FOR IMMEDIATE RELEASE: June 30, 2025
Coyote Codornices Marin (they/them)
Independent California Institute
director@ic.institute
Poll: 72% of Californians want police to arrest certain ICE agents
Carlsbad, CA: 72% of Californians said California police to arrest federal immigration officials that “act maliciously or knowingly exceed their authority under federal law,” in a poll conducted this June. The poll was conducted by YouGov for the Independent California Institute, a non-profit think-tank.
The poll question was carefully phrased to match case law on the limits of federal supremacy immunity from state prosecution. For example, Clifton v. Cox, a 9th circuit court of appeals case about a federal drug enforcement office that shot an unarmed man in Garberville, CA, reads: “Essential to this determination… is whether the official employs means which he cannot honestly consider reasonable in discharging his duties or otherwise acts out of malice or with some criminal intent.”
In recent weeks, there have been numerous cases of federal officials apparently pushing well past the bounds of their authorities. For example, federal immigration officials recently blasted the front door of a home in Huntington Park, CA where they knew only U.S. citizens were resident, in apparent retaliation for one of the residents colliding with a Border Patrol vehicle in a traffic accident.

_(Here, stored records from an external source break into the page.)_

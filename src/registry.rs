//! Backend registry.
//!
//! Binds each [`BackendId`] to a concrete adapter at construction. Lookup is
//! by enum value, never by runtime name, so an unknown backend name is
//! unrepresentable.

use crate::backend::Adapter;
use crate::backends;
use crate::config::BenchConfig;
use crate::error::Result;
use crate::types::{BackendDescriptor, BackendId};
use std::collections::BTreeMap;
use std::sync::Arc;

/// Mapping from backend id to its bound adapter.
pub struct BackendRegistry {
    adapters: BTreeMap<BackendId, Adapter>,
}

impl BackendRegistry {
    /// Create an empty registry. Callers bind adapters with [`register`].
    ///
    /// [`register`]: BackendRegistry::register
    pub fn new() -> Self {
        Self {
            adapters: BTreeMap::new(),
        }
    }

    /// Build a registry with every production backend bound.
    ///
    /// The remote backend is bound even when its API key is absent; the
    /// missing key surfaces as a per-backend auth failure at extraction time
    /// rather than hiding the backend from selection controls.
    pub fn with_defaults(config: &BenchConfig) -> Result<Self> {
        let mut registry = Self::new();

        registry.register(
            BackendId::PdfiumText,
            Adapter::PerPage(Arc::new(backends::PdfiumTextBackend::new()?)),
        );
        registry.register(
            BackendId::PdfiumMarkdown,
            Adapter::PerPage(Arc::new(backends::PdfiumMarkdownBackend::new()?)),
        );
        registry.register(
            BackendId::LopdfText,
            Adapter::PerPage(Arc::new(backends::LopdfTextBackend::new())),
        );
        registry.register(
            BackendId::OcrPage,
            Adapter::PerPage(Arc::new(backends::OcrPageBackend::new(&config.ocr)?)),
        );
        registry.register(
            BackendId::OcrDocument,
            Adapter::WholeDocument(Arc::new(backends::OcrDocumentBackend::new(&config.ocr)?)),
        );
        registry.register(
            BackendId::RemoteParse,
            Adapter::WholeDocument(Arc::new(backends::RemoteParseBackend::new(&config.remote)?)),
        );

        Ok(registry)
    }

    /// Bind `adapter` to `id`, replacing any previous binding.
    ///
    /// The adapter's shape must agree with the id's static granularity.
    pub fn register(&mut self, id: BackendId, adapter: Adapter) {
        debug_assert_eq!(
            adapter.granularity(),
            id.granularity(),
            "adapter shape disagrees with the declared granularity of {id}"
        );
        self.adapters.insert(id, adapter);
    }

    /// Look up the adapter bound to `id`.
    pub fn get(&self, id: BackendId) -> Option<&Adapter> {
        self.adapters.get(&id)
    }

    /// Ids with a bound adapter, in presentation order.
    pub fn ids(&self) -> Vec<BackendId> {
        self.adapters.keys().copied().collect()
    }

    /// Descriptors for every bound backend, for selection controls.
    pub fn descriptors(&self) -> Vec<BackendDescriptor> {
        self.adapters.keys().map(|id| id.descriptor()).collect()
    }
}

impl Default for BackendRegistry {
    fn default() -> Self {
        Self::new()
    }
}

Californians also want to strengthen the California Values Act, which limits state and local officials’ collaboration with immigration. 72% want to make it easier to sue California officials who “help federal immigration authorities violate the due process rights of immigrants, in violation of state law,” holding them “civilly accountable.” 57% of Californians want to completely forbid California officials from collaborating with immigration enforcement and to penalize government employees who violate this policy.
On a more positive note, 74% of Californians endorse creating a path to state citizenship for long-term California residents who don’t hold U.S. citizenship.
The poll was conducted between June 11 and 23, and interviewed 500 California adults. It has a margin of error of ±5.7%.